2. Define a function that accepts the "loaded" Cheerio object and makes the selection as necessary:

var sites = {
  site1: {
    name: "Site 1",
    url: "http://example1.com",
    scrape: function($) {
      $('li.person').each(function() {
        console.log($(this).find('a').text());
      });
    }
  }
};

// later...
      function(error, response, body) {
        var $ = cheerio.load(body);
        company.scrape($);
      }

All 7 comments

Hi @finspin,

You'll need to defer selecting the "people" until you've loaded the HTML. Once you've done that, you can use the $ as you would use jQuery in the browser. Here's how you can fix your example:

 var request = require('request');
 var cheerio = require('cheerio');
-
-
-// None of the below approaches work
-// var person = "$('li.person')";  <-- this one is passed as a string
-// var person = $('li.person');  <-- this one gives error because $ is not defined

 request( 'http://example.com', function(error, response, body) {
   $ = cheerio.load(body);
-  var $people = person;
+  var $people = $('li.person');

   $people.each(function() {
     console.log('Person: ' + $(this).text());
   }
 });

...and this is unrelated, but don't forget to declare a local $ variable:

 var request = require('request');
 var cheerio = require('cheerio');

 request( 'http://example.com', function(error, response, body) {
-  $ = cheerio.load(body);
+  var $ = cheerio.load(body);
   var $people = $('li.person');

   $people.each(function() {
     console.log('Person: ' + $(this).text());
   }
 });

Hi @jugglinmike,

thanks a lot for looking into my issue. However, I think I can't use your solution. It's my fault, I should have been more specific with my example. I can't use the selector inside the request function. I've put together another example, it's more lengthy but I hope it shows my issue in a more clear way.

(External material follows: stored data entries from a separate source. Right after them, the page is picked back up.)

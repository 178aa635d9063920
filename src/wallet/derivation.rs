//! Key Derivation
//!
//! Derives per-chain keypairs and addresses from a BIP39 mnemonic.
//! Chain selection is a closed enum resolved at compile time, not a
//! runtime string check.
//!
//! SECURITY: the intermediate seed is zeroized when derivation returns;
//! a WalletRecord never holds it.

use bip39::Mnemonic;
use bitcoin::bip32::{DerivationPath, Xpriv};
use bitcoin::secp256k1::Secp256k1;
use bitcoin::Network;
use ed25519_dalek::SigningKey;
use std::str::FromStr;
use tiny_keccak::{Hasher, Keccak};
use zeroize::Zeroizing;

use crate::error::{SolsticeError, SolsticeResult};
use crate::types::{Chain, DerivationScheme, WalletRecord};

/// BIP44 path for Ethereum account 0
const ETH_DERIVATION_PATH: &str = "m/44'/60'/0'/0/0";

/// Chain-polymorphic key derivation
#[derive(Debug, Clone, Copy)]
pub enum ChainDeriver {
    Eth(EthDeriver),
    Sol(SolDeriver),
}

impl ChainDeriver {
    pub fn for_chain(chain: Chain) -> Self {
        match chain {
            Chain::Ethereum => ChainDeriver::Eth(EthDeriver),
            Chain::Solana => ChainDeriver::Sol(SolDeriver),
        }
    }

    /// Derive a wallet from an already-validated mnemonic
    pub fn derive(&self, mnemonic: &Mnemonic) -> SolsticeResult<WalletRecord> {
        match self {
            ChainDeriver::Eth(d) => d.derive(mnemonic),
            ChainDeriver::Sol(d) => d.derive(mnemonic),
        }
    }

    /// Derive a wallet from a raw phrase.
    /// Fails with `InvalidMnemonic` if the checksum does not validate.
    pub fn derive_phrase(&self, phrase: &str) -> SolsticeResult<WalletRecord> {
        let mnemonic = Mnemonic::parse(phrase)
            .map_err(|e| SolsticeError::invalid_mnemonic(format!("Invalid mnemonic: {}", e)))?;
        self.derive(&mnemonic)
    }
}

// =============================================================================
// Ethereum
// =============================================================================

/// BIP44 secp256k1 derivation with an EIP-55 checksummed address
#[derive(Debug, Clone, Copy)]
pub struct EthDeriver;

impl EthDeriver {
    pub fn derive(&self, mnemonic: &Mnemonic) -> SolsticeResult<WalletRecord> {
        let seed = Zeroizing::new(mnemonic.to_seed(""));

        let secp = Secp256k1::new();
        let master = Xpriv::new_master(Network::Bitcoin, seed.as_ref())?;
        let path = DerivationPath::from_str(ETH_DERIVATION_PATH)?;
        let child = master.derive_priv(&secp, &path)?;
        let secret_key = child.private_key;

        let private_key = format!("0x{}", hex::encode(secret_key.secret_bytes()));

        let public_key = secret_key.public_key(&secp);
        let uncompressed = public_key.serialize_uncompressed();
        // Drop the 0x04 prefix before hashing
        let address_hash = keccak256(&uncompressed[1..]);
        let address = to_checksum_address(&address_hash[12..]);

        Ok(WalletRecord {
            chain: Chain::Ethereum,
            address,
            private_key,
            derivation: DerivationScheme::Bip44Account0,
        })
    }
}

// =============================================================================
// Solana
// =============================================================================

/// Truncated-seed ed25519 derivation.
///
/// The first 32 bytes of the BIP39 seed are used directly as the signing-key
/// seed instead of walking a hardened SLIP-0010 path per account index.
/// This is deterministic and reproducible, but addresses will NOT match
/// wallets that derive through `m/44'/501'/...`. Kept intentionally for
/// compatibility with existing wallets generated this way.
#[derive(Debug, Clone, Copy)]
pub struct SolDeriver;

impl SolDeriver {
    pub fn derive(&self, mnemonic: &Mnemonic) -> SolsticeResult<WalletRecord> {
        let seed = Zeroizing::new(mnemonic.to_seed(""));

        let mut key_seed = Zeroizing::new([0u8; 32]);
        key_seed.copy_from_slice(&seed[..32]);

        let signing_key = SigningKey::from_bytes(&key_seed);
        let public_key_bytes = signing_key.verifying_key().to_bytes();

        // Solana keypair convention: 64 bytes = secret seed || public key
        let mut keypair_bytes = Zeroizing::new([0u8; 64]);
        keypair_bytes[..32].copy_from_slice(&signing_key.to_bytes());
        keypair_bytes[32..].copy_from_slice(&public_key_bytes);

        Ok(WalletRecord {
            chain: Chain::Solana,
            address: bs58::encode(public_key_bytes).into_string(),
            private_key: bs58::encode(&keypair_bytes[..]).into_string(),
            derivation: DerivationScheme::TruncatedSeed,
        })
    }
}

// Helper functions

pub fn keccak256(data: &[u8]) -> [u8; 32] {
    let mut hasher = Keccak::v256();
    hasher.update(data);
    let mut out = [0u8; 32];
    hasher.finalize(&mut out);
    out
}

/// EIP-55 mixed-case checksum encoding of a 20-byte address
pub fn to_checksum_address(address: &[u8]) -> String {
    let lower = hex::encode(address);
    let hash = keccak256(lower.as_bytes());

    let mut result = String::from("0x");
    for (i, ch) in lower.chars().enumerate() {
        let byte = hash[i / 2];
        let nibble = if i % 2 == 0 { byte >> 4 } else { byte & 0x0f };

        if ch.is_ascii_digit() {
            result.push(ch);
        } else if nibble >= 8 {
            result.push(ch.to_ascii_uppercase());
        } else {
            result.push(ch);
        }
    }

    result
}

#[cfg(test)]
mod tests {
    use super::*;
    use crate::error::ErrorCode;

    const TEST_MNEMONIC: &str =
        "abandon abandon abandon abandon abandon abandon abandon abandon abandon abandon abandon about";

    #[test]
    fn test_eth_matches_reference_vector() {
        // Published BIP44 address for the standard test mnemonic at m/44'/60'/0'/0/0
        let record = ChainDeriver::for_chain(Chain::Ethereum)
            .derive_phrase(TEST_MNEMONIC)
            .unwrap();
        assert_eq!(record.address, "0x9858EfFD232B4033E47d90003D41EC34EcaEda94");
        assert!(record.private_key.starts_with("0x"));
        assert_eq!(record.private_key.len(), 66);
    }

    #[test]
    fn test_derivation_is_deterministic() {
        for chain in [Chain::Ethereum, Chain::Solana] {
            let deriver = ChainDeriver::for_chain(chain);
            let first = deriver.derive_phrase(TEST_MNEMONIC).unwrap();
            let second = deriver.derive_phrase(TEST_MNEMONIC).unwrap();
            assert_eq!(first.address, second.address);
            assert_eq!(first.private_key, second.private_key);
        }
    }

    #[test]
    fn test_sol_keypair_layout() {
        let record = ChainDeriver::for_chain(Chain::Solana)
            .derive_phrase(TEST_MNEMONIC)
            .unwrap();

        let keypair = bs58::decode(&record.private_key).into_vec().unwrap();
        assert_eq!(keypair.len(), 64);

        // The trailing 32 bytes are the public key the address encodes
        let address_bytes = bs58::decode(&record.address).into_vec().unwrap();
        assert_eq!(&keypair[32..], address_bytes.as_slice());
        assert_eq!(record.derivation, DerivationScheme::TruncatedSeed);
    }

    #[test]
    fn test_invalid_mnemonic_rejected() {
        for chain in [Chain::Ethereum, Chain::Solana] {
            let err = ChainDeriver::for_chain(chain)
                .derive_phrase("not a valid phrase at all")
                .unwrap_err();
            assert_eq!(err.code, ErrorCode::InvalidMnemonic);
        }
    }

    #[test]
    fn test_checksum_address_known_value() {
        // EIP-55 reference case
        let bytes = hex::decode("5aaeb6053f3e94c9b9a09f33669435e7ef1beaed").unwrap();
        assert_eq!(
            to_checksum_address(&bytes),
            "0x5aAeb6053F3E94C9b9A09f33669435E7Ef1BeAed"
        );
    }
}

var request = require('request');
var cheerio = require('cheerio');

var sites = {
  site1: {
    name: "Site 1",
    url: "http://example1.com",
    people: "$('li.person')"
  },
  site2: {
    name: "Site 2",
    url: "http://example2.com",
    people: "$('li.human')"
  }
};

var getData = function(company) {
  async.waterfall([
    // this function retrieves some data from database for later use
    // it's 'not very relevant to my cheerio problem but leaving it here for clarity
    function(callback) {
      getLinks(site.name, callback);
    }, 
    function(links, callback){
      request({
        url: site.url,
        headers: headers
      },
      function(error, response, body) {
        var $ = cheerio.load(body);
        var $people = site.people; // <-- this is where things break

        $people.each(function() {
          console.log('Person: ' + $(this).text());
        });
      }
      );
    }
  ], function (error, result) {
       process.exit(0);
     };
   )
}

for (var site in sites) {
  getData(sites[site]);
} 

@finspin The selection does not occur until you invoke the $ function with a CSS selector string. You can most directly solve your problem by making the following modification:

       var $ = cheerio.load(body);
-      var $people = site.people; // <-- this is where things break
+      var $people = $('li.person');

...but I can see that you are trying to separate the definition of the selector string from the act of selecting. In that case, your code has errors that are unrelated to Cheerio (but they can be fixed):

var request = require('request');
var cheerio = require('cheerio');

var sites = {
  site1: {
    name: "Site 1",
    url: "http://example1.com",
-   people: "$('li.person')"
+   peopleSelector: "li.person"
  },
  site2: {
    name: "Site 2",
    url: "http://example2.com",
-   people: "$('li.human')"
+   peopleSelector: "li.human"
  }
};

var getData = function(company) {
  async.waterfall([
    // this function retrieves some data from database for later use
    // it's 'not very relevant to my cheerio problem but leaving it here for clarity
    function(callback) {
      getLinks(site.name, callback);
    }, 
    function(links, callback){
      request({
        url: site.url,
        headers: headers
      },
      function(error, response, body) {
        var $ = cheerio.load(body);
-       var $people = site.people; // <-- this is where things break
+       var $people = $(company.peopleSelector);

        $people.each(function() {
          console.log('Person: ' + $(this).text());
        });
      }
      );
    }
  ], function (error, result) {
       process.exit(0);
     };
   )
}

for (var site in sites) {
  getData(sites[site]);
} 

@jugglinmike yes, exactly, I'm trying to separate the selectors from the act of selecting. As you pointed out this is definitely not an issue with cheerio and so this is not the right forum to discuss this so I really appreciate you sticking with me :)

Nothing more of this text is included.